Coming to the point of rash and negligence driving, it is seen from the evidence and records that the accident does not occur due to rash and negligence driving of the vehicle, but it cannot be denied that the accident had occurred due to use of the motor vehicle. Thus, the compensation cannot outrightly be rejected only with a view that the accident had occurred due to tyre burst or for mechanical defect. 22. In view of the entire discussions made above, I am of the opinion that the claimant is entitled for compensation, for the death of the deceased/Lt.
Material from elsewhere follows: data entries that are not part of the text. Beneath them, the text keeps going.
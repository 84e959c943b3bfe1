//! The `BlobStore` trait — the seam to external object storage.
//!
//! The record store holds only attachment metadata; the bytes live behind
//! this trait. Production deployments point it at an S3-compatible service;
//! [`MemoryBlobStore`] is the dev/test backend.

use std::{
  collections::HashMap,
  future::Future,
  sync::{Arc, Mutex},
  time::Duration,
};

use thiserror::Error;

/// Abstraction over object storage, addressed by `bucket` + `key`.
pub trait BlobStore: Send + Sync {
  type Error: std::error::Error + Send + Sync + 'static;

  fn put(
    &self,
    bucket: String,
    key: String,
    bytes: Vec<u8>,
  ) -> impl Future<Output = Result<(), Self::Error>> + Send + '_;

  /// Returns `None` if the object does not exist.
  fn get(
    &self,
    bucket: String,
    key: String,
  ) -> impl Future<Output = Result<Option<Vec<u8>>, Self::Error>> + Send + '_;

  /// Idempotent.
  fn delete(
    &self,
    bucket: String,
    key: String,
  ) -> impl Future<Output = Result<(), Self::Error>> + Send + '_;

  /// A URL from which the object can be fetched without credentials for
  /// `ttl`.
  fn presign_get(
    &self,
    bucket: String,
    key: String,
    ttl: Duration,
  ) -> impl Future<Output = Result<String, Self::Error>> + Send + '_;
}

// ─── In-memory backend ───────────────────────────────────────────────────────

#[derive(Debug, Error)]
pub enum MemoryBlobError {
  #[error("blob store lock poisoned")]
  Poisoned,
}

/// Process-local object storage. Cloning is cheap; clones share contents.
#[derive(Clone, Default)]
pub struct MemoryBlobStore {
  objects: Arc<Mutex<HashMap<(String, String), Vec<u8>>>>,
}

impl MemoryBlobStore {
  pub fn new() -> Self { Self::default() }
}

impl BlobStore for MemoryBlobStore {
  type Error = MemoryBlobError;

  async fn put(
    &self,
    bucket: String,
    key: String,
    bytes: Vec<u8>,
  ) -> Result<(), MemoryBlobError> {
    let mut objects =
      self.objects.lock().map_err(|_| MemoryBlobError::Poisoned)?;
    objects.insert((bucket, key), bytes);
    Ok(())
  }

  async fn get(
    &self,
    bucket: String,
    key: String,
  ) -> Result<Option<Vec<u8>>, MemoryBlobError> {
    let objects =
      self.objects.lock().map_err(|_| MemoryBlobError::Poisoned)?;
    Ok(objects.get(&(bucket, key)).cloned())
  }

  async fn delete(
    &self,
    bucket: String,
    key: String,
  ) -> Result<(), MemoryBlobError> {
    let mut objects =
      self.objects.lock().map_err(|_| MemoryBlobError::Poisoned)?;
    objects.remove(&(bucket, key));
    Ok(())
  }

  async fn presign_get(
    &self,
    bucket: String,
    key: String,
    _ttl: Duration,
  ) -> Result<String, MemoryBlobError> {
    // No signing for the in-process backend; the pseudo-URL is enough for
    // tests and local development.
    Ok(format!("memory://{bucket}/{key}"))
  }
}

#[cfg(test)]
mod tests {
  use super::*;

  #[tokio::test]
  async fn put_get_delete_roundtrip() {
    let blobs = MemoryBlobStore::new();
    blobs
      .put("acta".into(), "a/b".into(), vec![1, 2, 3])
      .await
      .unwrap();

    let got = blobs.get("acta".into(), "a/b".into()).await.unwrap();
    assert_eq!(got, Some(vec![1, 2, 3]));

    blobs.delete("acta".into(), "a/b".into()).await.unwrap();
    assert!(blobs.get("acta".into(), "a/b".into()).await.unwrap().is_none());

    // Deleting again is a no-op.
    blobs.delete("acta".into(), "a/b".into()).await.unwrap();
  }
}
Rakhe Kanio out of motor vehicle accident which took place on 12.07.2009, and accordingly, it is seen that the learned MACT had committed an error while passing the award by dismissing the claim of the present appellant. 23. Accordingly, the appeal stands allowed and disposed of with a direction to remand back the matter before the Court of learned Member Motor Accident Claim Tribunal, Lower Subansiri District, Ziro and to pass an appropriate order after making proper calculation of the award based on the guidelines provided in 2nd Schedule of the M.V. Act and following the decision passed by the Hon’ble Apex Court in the case of Pranay Sethi (Supra). 24. The Registry shall return back the records immediately to the learned Trial Court.